What to work on:
Every line from the top of the material through the line holding "use crate::domain::common::Address;" should be copied exactly, and only those lines.

Records for this exercise:
--- START ---
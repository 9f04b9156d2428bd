//! Member document
//!
//! Member registry records: identity, membership lifecycle, farming
//! profile, PDPA consent, and beneficiaries.

use serde::{Deserialize, Serialize};

use crate::domain::common::Address;
use crate::store::{TenantDocument, Timestamps};

pub const MEMBER_COLLECTION: &str = "members";

#[derive(Serialize, Deserialize, Clone, Debug, PartialEq)]
#[serde(rename_all = "snake_case")]
pub enum Gender {
    Male,
    Female,
    Other,
}

#[derive(Serialize, Deserialize, Clone, Debug, PartialEq)]
#[serde(rename_all = "snake_case")]
pub enum MemberType {
    /// Full member with voting rights
    Regular,
    /// Associate member
    Associate,
}

#[derive(Serialize, Deserialize, Clone, Debug, PartialEq)]
#[serde(rename_all = "snake_case")]
pub enum MemberStatus {
    Active,
    Resigned,
    Deceased,
    Expelled,
}

#[derive(Serialize, Deserialize, Clone, Debug, PartialEq)]
#[serde(rename_all = "snake_case")]
pub enum LandOwnership {
    Owned,
    Rented,
    Mixed,
}

#[derive(Serialize, Deserialize, Clone, Debug, PartialEq)]
#[serde(rename_all = "camelCase")]
pub struct CropInfo {
    pub crop_type: String,
    /// Planted area in rai
    pub area: f64,
    pub harvest_month: Vec<u8>,
}

#[derive(Serialize, Deserialize, Clone, Debug, PartialEq)]
#[serde(rename_all = "camelCase")]
pub struct FarmingInfo {
    pub land_area: f64,
    pub land_ownership: LandOwnership,
    pub crops: Vec<CropInfo>,
    #[serde(skip_serializing_if = "Option::is_none")]
    pub livestock: Option<Vec<String>>,
}

#[derive(Serialize, Deserialize, Clone, Debug, PartialEq)]
#[serde(rename_all = "camelCase")]
pub struct PdpaConsent {
    pub consent_given: bool,
    pub consent_date: String,
    pub consent_version: String,
    #[serde(skip_serializing_if = "Option::is_none")]
    pub biometric_consent: Option<bool>,
    #[serde(skip_serializing_if = "Option::is_none")]
    pub marketing_consent: Option<bool>,
}

#[derive(Serialize, Deserialize, Clone, Debug, PartialEq)]
#[serde(rename_all = "camelCase")]
pub struct Beneficiary {
    pub name: String,
    pub relationship: String,
    pub id_card_no: String,
    #[serde(skip_serializing_if = "Option::is_none")]
    pub phone: Option<String>,
    /// Share of benefits, percent
    pub percentage: f64,
}

#[derive(Serialize, Deserialize, Clone, Debug)]
#[serde(rename_all = "camelCase")]
pub struct Member {
    #[serde(rename = "_id", skip_serializing_if = "Option::is_none")]
    pub id: Option<String>,
    pub coop_id: String,
    /// Unique per cooperative
    pub member_id: String,
    pub member_no: String,

    pub prefix: String,
    pub first_name: String,
    pub last_name: String,
    pub id_card_no: String,
    pub birth_date: String,
    pub gender: Gender,
    pub phone: String,
    #[serde(skip_serializing_if = "Option::is_none")]
    pub email: Option<String>,
    pub address: Address,

    pub occupation: String,
    #[serde(skip_serializing_if = "Option::is_none")]
    pub farming_info: Option<FarmingInfo>,

    pub member_type: MemberType,
    pub join_date: String,
    #[serde(skip_serializing_if = "Option::is_none")]
    pub resign_date: Option<String>,
    pub status: MemberStatus,

    pub pdpa_consent: PdpaConsent,
    #[serde(default)]
    pub beneficiaries: Vec<Beneficiary>,

    #[serde(flatten)]
    pub timestamps: Timestamps,
}

impl TenantDocument for Member {
    const COLLECTION: &'static str = MEMBER_COLLECTION;

    fn coop_id(&self) -> &str {
        &self.coop_id
    }

    fn doc_id(&self) -> Option<&str> {
        self.id.as_deref()
    }

    fn set_doc_id(&mut self, id: String) {
        self.id = Some(id);
    }

    fn timestamps_mut(&mut self) -> &mut Timestamps {
        &mut self.timestamps
    }
}

impl Member {
    /// Full display name with prefix.
    pub fn full_name(&self) -> String {
        format!("{}{} {}", self.prefix, self.first_name, self.last_name)
    }
}
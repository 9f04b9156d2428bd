//! Cooperative (tenant) document
//!
//! A cooperative is both a domain record and the tenant boundary: its
//! `coopId` is the value every other collection partitions on. For this
//! collection the tenant id is the cooperative's own id.

use serde::{Deserialize, Serialize};

use crate::domain::common::{Address, AttachedDocument};
use crate::store::{TenantDocument, Timestamps};

pub const COOPERATIVE_COLLECTION: &str = "cooperatives";

#[derive(Serialize, Deserialize, Clone, Debug, PartialEq)]
#[serde(rename_all = "snake_case")]
pub enum CoopType {
    Agriculture,
    Savings,
    Consumer,
    Service,
    CreditUnion,
}

#[derive(Serialize, Deserialize, Clone, Debug, PartialEq)]
#[serde(rename_all = "snake_case")]
pub enum CoopStatus {
    Active,
    Inactive,
    Suspended,
}

/// Interest rate for a fixed-deposit term.
#[derive(Serialize, Deserialize, Clone, Debug, PartialEq)]
#[serde(rename_all = "camelCase")]
pub struct FixedDepositRate {
    pub months: u32,
    pub interest_rate: f64,
}

/// Cooperative bylaws and operating parameters.
#[derive(Serialize, Deserialize, Clone, Debug, PartialEq)]
#[serde(rename_all = "camelCase")]
pub struct Bylaws {
    /// Share-holding ceiling per member, in currency
    pub max_share_per_member: f64,
    /// Ceiling as a percentage of total share capital
    pub max_share_percentage: f64,
    pub share_value: f64,
    pub min_monthly_share: f64,
    pub max_monthly_share: f64,
    pub dividend_rate: f64,
    pub patronage_refund_rate: f64,
    pub reserve_fund_rate: f64,

    // Loan policy
    pub max_guarantee_contracts: u32,
    pub max_dsr: f64,

    // Deposit policy
    pub savings_interest_rate: f64,
    pub special_savings_interest_rate: f64,
    pub fixed_deposit_rates: Vec<FixedDepositRate>,

    #[serde(default)]
    pub bylaw_documents: Vec<AttachedDocument>,
}

#[derive(Serialize, Deserialize, Clone, Debug)]
#[serde(rename_all = "camelCase")]
pub struct Cooperative {
    #[serde(rename = "_id", skip_serializing_if = "Option::is_none")]
    pub id: Option<String>,
    /// Unique cooperative code; the tenant key for every collection
    pub coop_id: String,
    pub name: String,
    #[serde(skip_serializing_if = "Option::is_none")]
    pub name_en: Option<String>,
    pub registration_no: String,
    #[serde(rename = "type")]
    pub coop_type: CoopType,
    pub address: Address,
    pub phone: String,
    #[serde(skip_serializing_if = "Option::is_none")]
    pub email: Option<String>,
    #[serde(skip_serializing_if = "Option::is_none")]
    pub tax_id: Option<String>,
    pub established_date: String,
    pub bylaws: Bylaws,
    pub status: CoopStatus,

    #[serde(flatten)]
    pub timestamps: Timestamps,
}

impl TenantDocument for Cooperative {
    const COLLECTION: &'static str = COOPERATIVE_COLLECTION;

    fn coop_id(&self) -> &str {
        &self.coop_id
    }

    fn doc_id(&self) -> Option<&str> {
        self.id.as_deref()
    }

    fn set_doc_id(&mut self, id: String) {
        self.id = Some(id);
    }

    fn timestamps_mut(&mut self) -> &mut Timestamps {
        &mut self.timestamps
    }
}
//! Shared domain value types

use serde::{Deserialize, Serialize};

/// Thai postal address, shared by cooperatives and members.
#[derive(Serialize, Deserialize, Clone, Debug, PartialEq)]
#[serde(rename_all = "camelCase")]
pub struct Address {
    pub address_line1: String,
    #[serde(skip_serializing_if = "Option::is_none")]
    pub address_line2: Option<String>,
    pub sub_district: String,
    pub district: String,
    pub province: String,
    pub postal_code: String,
}

/// An uploaded document reference (bylaws, collateral papers, ...).
#[derive(Serialize, Deserialize, Clone, Debug, PartialEq)]
#[serde(rename_all = "camelCase")]
pub struct AttachedDocument {
    pub name: String,
    pub url: String,
    pub uploaded_at: String,
    pub version: String,
}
--- END ---
Solution for this exercise:
repository 9f04b9156d2428bd
//! Member document
//!
//! Member registry records: identity, membership lifecycle, farming
//! profile, PDPA consent, and beneficiaries.

use serde::{Deserialize, Serialize};

use crate::domain::common::Address;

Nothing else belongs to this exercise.